■ What needs to be done:
This task calls for copying every line in the data below that contains the word "index".

================

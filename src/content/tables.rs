//! Built-in content tables.

use crate::reconciliation::{TableDefinition, XmlColumnAlias};

pub const SETTING_CATEGORIES_XML: &str = "dbsettingcategories.xml";
pub const SCOPES_XML: &str = "dbscopes.xml";
pub const SETTING_DEFINITIONS_XML: &str = "dbsettingdefinitions.xml";
pub const SETTING_GROUPS_XML: &str = "dbsettinggroups.xml";
pub const SCHEDULES_XML: &str = "dbschedules.xml";
pub const HEALTH_ALERT_TYPES_XML: &str = "dbhealthalerttypes.xml";

/// Scope `type` of scopes created by users. Those rows are never reconciled.
pub const USER_DEFINED_SCOPE_TYPE: &str = "2";

/// Setting definition column defaulted to empty when content leaves it out.
pub const LICENSE_VALUE_COLUMN: &str = "licenseVal";

/// Start and end of the schedule time given to schedules that have none.
pub const DEFAULT_SCHEDULE_TIME: (&str, &str) = ("00:00:00", "7.00:00:00");

pub fn setting_categories() -> TableDefinition {
    TableDefinition::new("settingcategories", "/settingcategories/row")
        .unique(&["name"])
        .ignore("settings")
}

/// Settings are declared inside their category.
pub fn settings() -> TableDefinition {
    TableDefinition::new("settings", "/settingcategories/row/settings/row")
        .unique(&["name"])
        .alias(
            "category",
            XmlColumnAlias::new(
                "settingCategoryId",
                "name",
                "settingcategories",
                "settingCategoryId",
            ),
        )
        .alias(
            "scope",
            XmlColumnAlias::new("scopeId", "name", "scopes", "scopeId"),
        )
}

/// One definition per setting and channel driver. The channel driver may be
/// left out.
pub fn setting_definitions() -> TableDefinition {
    TableDefinition::new("settingdefinitions", "/settingdefinitions/row")
        .unique(&["name", "channelDriver"])
        .alias(
            "name",
            XmlColumnAlias::new("settingId", "name", "settings", "settingId"),
        )
        .alias(
            "channelDriver",
            XmlColumnAlias::new("channelDriverId", "name", "channeldrivers", "channelDriverId"),
        )
        .ignore("update_policy")
}

pub fn scopes() -> TableDefinition {
    TableDefinition::new("scopes", "/scopes/row")
        .unique(&["name"])
        .ignore("key")
        .ignore("references")
        .ignore("where")
        .ignore("channeldriverkey")
}

pub fn setting_groups() -> TableDefinition {
    TableDefinition::new("settinggroups", "/settinggroups/row")
        .unique(&["name"])
        .ignore("settinggroupsettings")
}

/// Group membership is declared inside the group.
pub fn setting_group_settings() -> TableDefinition {
    TableDefinition::new(
        "settinggroupsettings",
        "/settinggroups/row/settinggroupsettings/row",
    )
    .unique(&["group", "name"])
    .alias(
        "group",
        XmlColumnAlias::new("settingGroupId", "name", "settinggroups", "settingGroupId"),
    )
    .alias(
        "name",
        XmlColumnAlias::new("settingId", "name", "settings", "settingId"),
    )
}

pub fn schedules() -> TableDefinition {
    TableDefinition::new("schedules", "/schedules/row")
        .unique(&["name"])
        .alias(
            "settingGroup",
            XmlColumnAlias::new("settinggroupId", "name", "settinggroups", "settinggroupId"),
        )
        .alias(
            "valueset",
            XmlColumnAlias::new("valuesetid", "name", "valuesets", "valuesetid"),
        )
}

pub fn health_alert_types() -> TableDefinition {
    TableDefinition::new("healthalerttypes", "/healthalerttypes/row").unique(&["name"])
}
impl MigrationEngine {
    pub fn new(catalog: ModCatalog) -> Self {
        Self {
            catalog: Arc::new(catalog),
            schema: 0,
            parameters: BTreeMap::new(),
            external_sql_dir: PathBuf::from(crate::utils::EXTERNAL_SQL_DIR),
            listeners: Vec::new(),
            lock: Arc::new(MigrationLock::new()),
        }
    }

    /// Start resolution in a concrete schema instead of the wildcard.
    pub fn with_schema(mut self, schema: u32) -> Self {
        self.schema = schema;
        self
    }

    pub fn with_parameters(mut self, parameters: BTreeMap<String, String>) -> Self {
        self.parameters = parameters;
        self
    }

    pub fn with_parameter(mut self, key: impl Into<String>, value: impl Into<String>) -> Self {
        self.parameters.insert(key.into(), value.into());
        self
    }

    /// Directory `external_sql` step files are read from.
    pub fn with_external_sql_dir(mut self, dir: impl Into<PathBuf>) -> Self {
        self.external_sql_dir = dir.into();
        self
    }

    /// Share a run guard with other engines.
    pub fn with_lock(mut self, lock: Arc<MigrationLock>) -> Self {
        self.lock = lock;
        self
    }

    pub fn add_listener(&mut self, listener: Box<dyn MigrationListener>) {
        self.listeners.push(listener);
    }

    pub fn catalog(&self) -> &ModCatalog {
        &self.catalog
    }

    /// The active schema partition; changes when a schema is adopted.
    pub fn schema(&self) -> u32 {
        self.schema
    }

    pub fn parameters(&self) -> &BTreeMap<String, String> {
        &self.parameters
    }

    /// Bring the database from `current` to `requested` (the latest
    /// catalog version when `None`).
    ///
    /// Returns the version the database actually reached. A failing step
    /// stops the path, so this can be short of `requested`. Catalog problems
    /// are reported before any SQL runs.
    pub fn update_db(
        &mut self,
        engine: &mut dyn ExecutionEngine,
        current: &str,
        requested: Option<&str>,
    ) -> Result<String, MigrationError> {
        let lock = Arc::clone(&self.lock);
        let _guard = lock.try_begin()?;

        let requested = self.resolve_requested(requested)?;
        info!(from = %current, to = %requested, schema = self.schema, "Starting database update");

        let catalog = Arc::clone(&self.catalog);
        let path = catalog.resolve_path(self.schema, current, &requested)?;
        if path.schema != self.schema {
            let old_schema = self.schema;
            self.schema = path.schema;
            self.emit(MigrationEvent::SchemaChanged {
                old_schema,
                new_schema: path.schema,
            });
        }

        let mut reached = current.to_string();
        match self.apply_path(engine, &catalog, &path, true, 0, &mut reached) {
            Ok(()) => info!(
                from = %current,
                to = %reached,
                mods = path.hops(),
                "Database update completed"
            ),
            Err(e) => error!(
                reached = %reached,
                requested = %requested,
                error = %e,
                "Database update stopped"
            ),
        }
        Ok(reached)
    }

    /// Number of mods on the path from `current` to `requested`.
    pub fn get_num_mods(&self, current: &str, requested: Option<&str>) -> Result<usize, MigrationError> {
        let requested = self.resolve_requested(requested)?;
        let path = self.catalog.resolve_path(self.schema, current, &requested)?;
        Ok(path.hops())
    }

    /// The whole catalog as a `<mods>` document.
    pub fn list_mods(&self) -> String {
        self.catalog.to_xml()
    }

    /// Replace every `%KEY%` with its parameter value.
    ///
    /// Keys are case-sensitive and unknown keys are left as written.
    pub fn replace_parameters(&self, content: &str) -> String {
        let mut out = String::with_capacity(content.len());
        let mut rest = content;

        while let Some(start) = rest.find('%') {
            out.push_str(&rest[..start]);
            let after = &rest[start + 1..];
            let Some(end) = after.find('%') else {
                out.push_str(&rest[start..]);
                rest = "";
                break;
            };
            match self.parameters.get(&after[..end]) {
                Some(value) => {
                    out.push_str(value);
                    rest = &after[end + 1..];
                }
                None => {
                    out.push('%');
                    rest = after;
                }
            }
        }
        out.push_str(rest);
        out
    }

    fn resolve_requested(&self, requested: Option<&str>) -> Result<String, CatalogError> {
        match requested.map(str::trim).filter(|r| !r.is_empty()) {
            Some(requested) => Ok(requested.to_string()),
            None => self
                .catalog
                .latest_version(self.schema)
                .ok_or(CatalogError::NoLatestVersion),
        }
    }

    fn emit(&mut self, event: MigrationEvent) {
        for listener in &mut self.listeners {
            listener.on_event(&event);
        }
    }

    /// Apply every mod on `path`, tracking the last version reached.
    fn apply_path(
        &mut self,
        engine: &mut dyn ExecutionEngine,
        catalog: &ModCatalog,
        path: &ResolvedPath,
        record_versions: bool,
        depth: usize,
        reached: &mut String,
    ) -> Result<(), StepError> {
        for (from, to) in path.transitions() {
            let m = catalog
                .find(from, to, path.schema)
                .ok_or_else(|| StepError::ModNotFound {
                    from: from.to_string(),
                    to: to.to_string(),
                })?;

            self.apply_mod(engine, catalog, m, path.schema, depth)
                .map_err(|e| StepError::ModFailed {
                    from: from.to_string(),
                    to: to.to_string(),
                    source: Box::new(e),
                })?;

            *reached = to.to_string();
            if record_versions && !engine.set_db_version(to) {
                warn!(
                    version = %to,
                    error = ?engine.last_error().map(|e| e.to_string()),
                    "Failed to record database version"
                );
            }
        }
        Ok(())
    }

    /// Apply one mod. Returns the error of the failing step, if any.
    ///
    /// A mod whose guard does not apply runs no steps and counts as applied.
    fn apply_mod(
        &mut self,
        engine: &mut dyn ExecutionEngine,
        catalog: &ModCatalog,
        m: &Mod,
        schema: u32,
        depth: usize,
    ) -> Result<(), StepError> {
        let mod_info = ModSnapshot::from(m);
        self.emit(MigrationEvent::StartingApplyMod {
            mod_info: mod_info.clone(),
        });

        let applies = does_mod_apply(m, engine);
        let mut failure: Option<(StepSnapshot, StepError)> = None;

        if applies {
            for (index, step) in m.steps.iter().enumerate() {
                let snapshot = StepSnapshot::new(m, index + 1, step);
                self.emit(MigrationEvent::StartingApplyStep {
                    step: snapshot.clone(),
                });

                let result = self.apply_step(engine, catalog, step, schema, depth);

                self.emit(MigrationEvent::FinishedApplyStep {
                    step: snapshot.clone(),
                    success: result.is_ok(),
                    error: result.as_ref().err().map(|e| e.to_string()),
                });

                if let Err(e) = result {
                    failure = Some((snapshot, e));
                    break;
                }
            }
        } else {
            debug!(from = %mod_info.from, to = %mod_info.to, "Mod guard does not apply, skipping");
        }

        let (failed_step, error) = match &failure {
            Some((step, e)) => (Some(step.clone()), Some(e.to_string())),
            None => (None, None),
        };
        self.emit(MigrationEvent::FinishedApplyMod {
            mod_info,
            success: failure.is_none(),
            skipped: !applies,
            failed_step,
            error,
        });

        match failure {
            Some((_, e)) => Err(e),
            None => Ok(()),
        }
    }

    fn apply_step(
        &mut self,
        engine: &mut dyn ExecutionEngine,
        catalog: &ModCatalog,
        step: &Step,
        schema: u32,
        depth: usize,
    ) -> Result<(), StepError> {
        match &step.step_type {
            StepType::InlineSql => {
                let sql = self.replace_parameters(&step.content);
                run_sql(engine, &sql)
            }
            StepType::ExternalSql => {
                let path = self.external_sql_dir.join(step.content.trim());
                let content = fs::read_to_string(&path).map_err(|e| StepError::ExternalSql {
                    path: path.display().to_string(),
                    message: e.to_string(),
                })?;
                let sql = self.replace_parameters(&content);
                run_sql(engine, &sql)
            }
            StepType::Mod => self.apply_chain(engine, catalog, &step.content, schema, depth + 1),
            StepType::Unsupported(kind) => Err(StepError::Unsupported(kind.clone())),
        }
    }

    /// Apply a `<from>,<to>[-<final>]` chain: the mod `from -> to`, then the
    /// cheapest path on to `final`. Chained mods do not record versions.
    fn apply_chain(
        &mut self,
        engine: &mut dyn ExecutionEngine,
        catalog: &ModCatalog,
        directive: &str,
        schema: u32,
        depth: usize,
    ) -> Result<(), StepError> {
        if depth > MAX_CHAIN_DEPTH {
            return Err(StepError::ChainTooDeep(MAX_CHAIN_DEPTH));
        }

        let chain = ModChain::parse(directive)?;
        let tail = catalog.resolve_path(schema, &chain.to, &chain.final_version)?;
        let mut versions = vec![chain.from.clone()];
        versions.extend(tail.versions);
        let path = ResolvedPath {
            versions,
            schema: tail.schema,
        };

        debug!(chain = %directive, mods = path.hops(), "Applying mod chain");
        let mut reached = chain.from;
        self.apply_path(engine, catalog, &path, false, depth, &mut reached)
    }
}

================

■ Result:
            for (index, step) in m.steps.iter().enumerate() {
                let snapshot = StepSnapshot::new(m, index + 1, step);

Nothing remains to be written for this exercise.